> **Task input**:
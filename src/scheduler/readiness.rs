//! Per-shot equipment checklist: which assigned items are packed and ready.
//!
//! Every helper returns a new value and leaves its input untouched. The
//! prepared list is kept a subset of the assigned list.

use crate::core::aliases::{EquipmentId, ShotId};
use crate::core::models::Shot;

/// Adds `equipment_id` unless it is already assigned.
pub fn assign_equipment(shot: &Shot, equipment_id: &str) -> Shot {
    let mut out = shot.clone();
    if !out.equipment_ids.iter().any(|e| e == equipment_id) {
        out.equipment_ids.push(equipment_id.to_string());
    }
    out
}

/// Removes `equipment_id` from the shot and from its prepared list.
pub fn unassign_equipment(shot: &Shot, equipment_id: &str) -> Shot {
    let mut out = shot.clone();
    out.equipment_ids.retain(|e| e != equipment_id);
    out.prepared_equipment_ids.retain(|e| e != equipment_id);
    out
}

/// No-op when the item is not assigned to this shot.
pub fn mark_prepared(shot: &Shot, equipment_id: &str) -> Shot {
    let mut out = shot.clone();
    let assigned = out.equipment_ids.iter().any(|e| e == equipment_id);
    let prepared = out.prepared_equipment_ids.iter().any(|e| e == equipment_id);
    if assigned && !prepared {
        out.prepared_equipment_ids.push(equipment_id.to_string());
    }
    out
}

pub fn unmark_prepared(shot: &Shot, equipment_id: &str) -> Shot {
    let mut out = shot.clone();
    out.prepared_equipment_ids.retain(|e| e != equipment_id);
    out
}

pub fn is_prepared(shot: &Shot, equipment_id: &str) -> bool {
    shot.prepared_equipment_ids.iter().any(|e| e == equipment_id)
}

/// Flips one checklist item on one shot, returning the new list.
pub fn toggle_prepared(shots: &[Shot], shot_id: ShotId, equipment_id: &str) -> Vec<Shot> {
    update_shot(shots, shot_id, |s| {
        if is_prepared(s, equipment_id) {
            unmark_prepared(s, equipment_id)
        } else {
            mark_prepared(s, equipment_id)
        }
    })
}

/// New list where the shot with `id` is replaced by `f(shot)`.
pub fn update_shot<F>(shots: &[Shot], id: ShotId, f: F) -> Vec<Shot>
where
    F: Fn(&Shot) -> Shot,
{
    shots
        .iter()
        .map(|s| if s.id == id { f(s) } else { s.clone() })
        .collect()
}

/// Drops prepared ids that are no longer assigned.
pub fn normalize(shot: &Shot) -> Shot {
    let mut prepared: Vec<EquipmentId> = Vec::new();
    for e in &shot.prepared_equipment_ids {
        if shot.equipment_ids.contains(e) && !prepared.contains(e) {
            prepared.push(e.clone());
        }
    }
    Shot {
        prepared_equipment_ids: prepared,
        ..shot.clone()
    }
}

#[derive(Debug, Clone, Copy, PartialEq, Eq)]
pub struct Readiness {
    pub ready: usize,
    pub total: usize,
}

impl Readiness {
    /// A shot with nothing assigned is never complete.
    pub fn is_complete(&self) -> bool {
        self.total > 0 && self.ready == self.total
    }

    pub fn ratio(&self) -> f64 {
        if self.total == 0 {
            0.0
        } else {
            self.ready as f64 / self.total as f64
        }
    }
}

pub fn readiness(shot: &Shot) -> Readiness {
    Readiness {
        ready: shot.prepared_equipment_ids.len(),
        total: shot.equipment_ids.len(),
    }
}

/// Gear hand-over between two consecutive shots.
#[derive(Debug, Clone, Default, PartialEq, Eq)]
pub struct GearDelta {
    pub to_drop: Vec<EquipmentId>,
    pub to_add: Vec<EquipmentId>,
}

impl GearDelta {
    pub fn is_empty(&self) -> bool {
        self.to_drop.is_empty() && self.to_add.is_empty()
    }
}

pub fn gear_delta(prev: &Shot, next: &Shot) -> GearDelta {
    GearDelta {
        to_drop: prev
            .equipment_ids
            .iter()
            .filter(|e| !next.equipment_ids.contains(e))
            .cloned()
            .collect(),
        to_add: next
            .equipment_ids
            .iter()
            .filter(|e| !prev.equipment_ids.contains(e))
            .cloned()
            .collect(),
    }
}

...

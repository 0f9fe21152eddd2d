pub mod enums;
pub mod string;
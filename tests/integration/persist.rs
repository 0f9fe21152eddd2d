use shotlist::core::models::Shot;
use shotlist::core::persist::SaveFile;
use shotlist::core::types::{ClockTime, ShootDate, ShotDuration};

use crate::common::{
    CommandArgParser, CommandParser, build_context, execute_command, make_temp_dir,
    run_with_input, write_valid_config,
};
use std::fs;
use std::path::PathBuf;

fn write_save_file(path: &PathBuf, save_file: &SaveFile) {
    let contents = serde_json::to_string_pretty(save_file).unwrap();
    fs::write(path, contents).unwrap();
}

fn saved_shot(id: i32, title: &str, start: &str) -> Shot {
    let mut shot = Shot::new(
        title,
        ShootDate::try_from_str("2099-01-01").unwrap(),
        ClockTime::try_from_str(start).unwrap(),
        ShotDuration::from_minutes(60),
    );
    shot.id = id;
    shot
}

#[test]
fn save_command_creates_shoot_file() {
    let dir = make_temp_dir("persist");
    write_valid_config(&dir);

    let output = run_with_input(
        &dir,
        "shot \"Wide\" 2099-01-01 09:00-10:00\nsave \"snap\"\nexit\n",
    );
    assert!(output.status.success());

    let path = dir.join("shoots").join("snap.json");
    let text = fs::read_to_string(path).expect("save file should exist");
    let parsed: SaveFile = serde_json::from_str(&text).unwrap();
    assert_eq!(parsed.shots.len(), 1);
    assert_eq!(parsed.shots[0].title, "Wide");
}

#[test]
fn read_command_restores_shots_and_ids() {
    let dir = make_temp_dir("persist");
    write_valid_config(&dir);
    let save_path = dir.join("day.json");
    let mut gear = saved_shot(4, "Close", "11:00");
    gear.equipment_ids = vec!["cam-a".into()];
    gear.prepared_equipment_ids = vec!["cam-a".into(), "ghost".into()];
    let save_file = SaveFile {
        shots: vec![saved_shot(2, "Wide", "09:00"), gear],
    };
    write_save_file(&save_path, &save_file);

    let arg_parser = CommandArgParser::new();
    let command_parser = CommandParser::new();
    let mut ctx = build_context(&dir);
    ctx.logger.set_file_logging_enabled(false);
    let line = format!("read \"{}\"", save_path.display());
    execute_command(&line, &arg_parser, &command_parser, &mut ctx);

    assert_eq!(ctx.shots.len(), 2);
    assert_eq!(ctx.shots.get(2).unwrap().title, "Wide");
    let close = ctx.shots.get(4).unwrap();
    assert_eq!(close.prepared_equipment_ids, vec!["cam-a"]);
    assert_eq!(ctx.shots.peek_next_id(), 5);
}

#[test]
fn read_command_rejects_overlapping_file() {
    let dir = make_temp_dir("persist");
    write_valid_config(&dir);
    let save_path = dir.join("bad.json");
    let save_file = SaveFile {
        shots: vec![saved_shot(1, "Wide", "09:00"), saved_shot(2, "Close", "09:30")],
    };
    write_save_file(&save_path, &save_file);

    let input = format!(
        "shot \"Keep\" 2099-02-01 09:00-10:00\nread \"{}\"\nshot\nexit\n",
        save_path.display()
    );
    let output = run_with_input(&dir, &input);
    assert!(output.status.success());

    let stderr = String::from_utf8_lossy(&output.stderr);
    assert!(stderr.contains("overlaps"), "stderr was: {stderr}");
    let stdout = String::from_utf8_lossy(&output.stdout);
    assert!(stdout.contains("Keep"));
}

> **Activity**:
An exact copy of the lines above, from the one containing "filename src/scheduler/readiness.rs" down to the one containing "pub fn unassign_equipment(shot: &Shot, equipment_id: &str)" and including both, is the whole answer; retype it and nothing else.

> **Written reply**:
filename src/scheduler/readiness.rs
//! Per-shot equipment checklist: which assigned items are packed and ready.
//!
//! Every helper returns a new value and leaves its input untouched. The
//! prepared list is kept a subset of the assigned list.

use crate::core::aliases::{EquipmentId, ShotId};
use crate::core::models::Shot;

/// Adds `equipment_id` unless it is already assigned.
pub fn assign_equipment(shot: &Shot, equipment_id: &str) -> Shot {
    let mut out = shot.clone();
    if !out.equipment_ids.iter().any(|e| e == equipment_id) {
        out.equipment_ids.push(equipment_id.to_string());
    }
    out
}

/// Removes `equipment_id` from the shot and from its prepared list.
pub fn unassign_equipment(shot: &Shot, equipment_id: &str) -> Shot {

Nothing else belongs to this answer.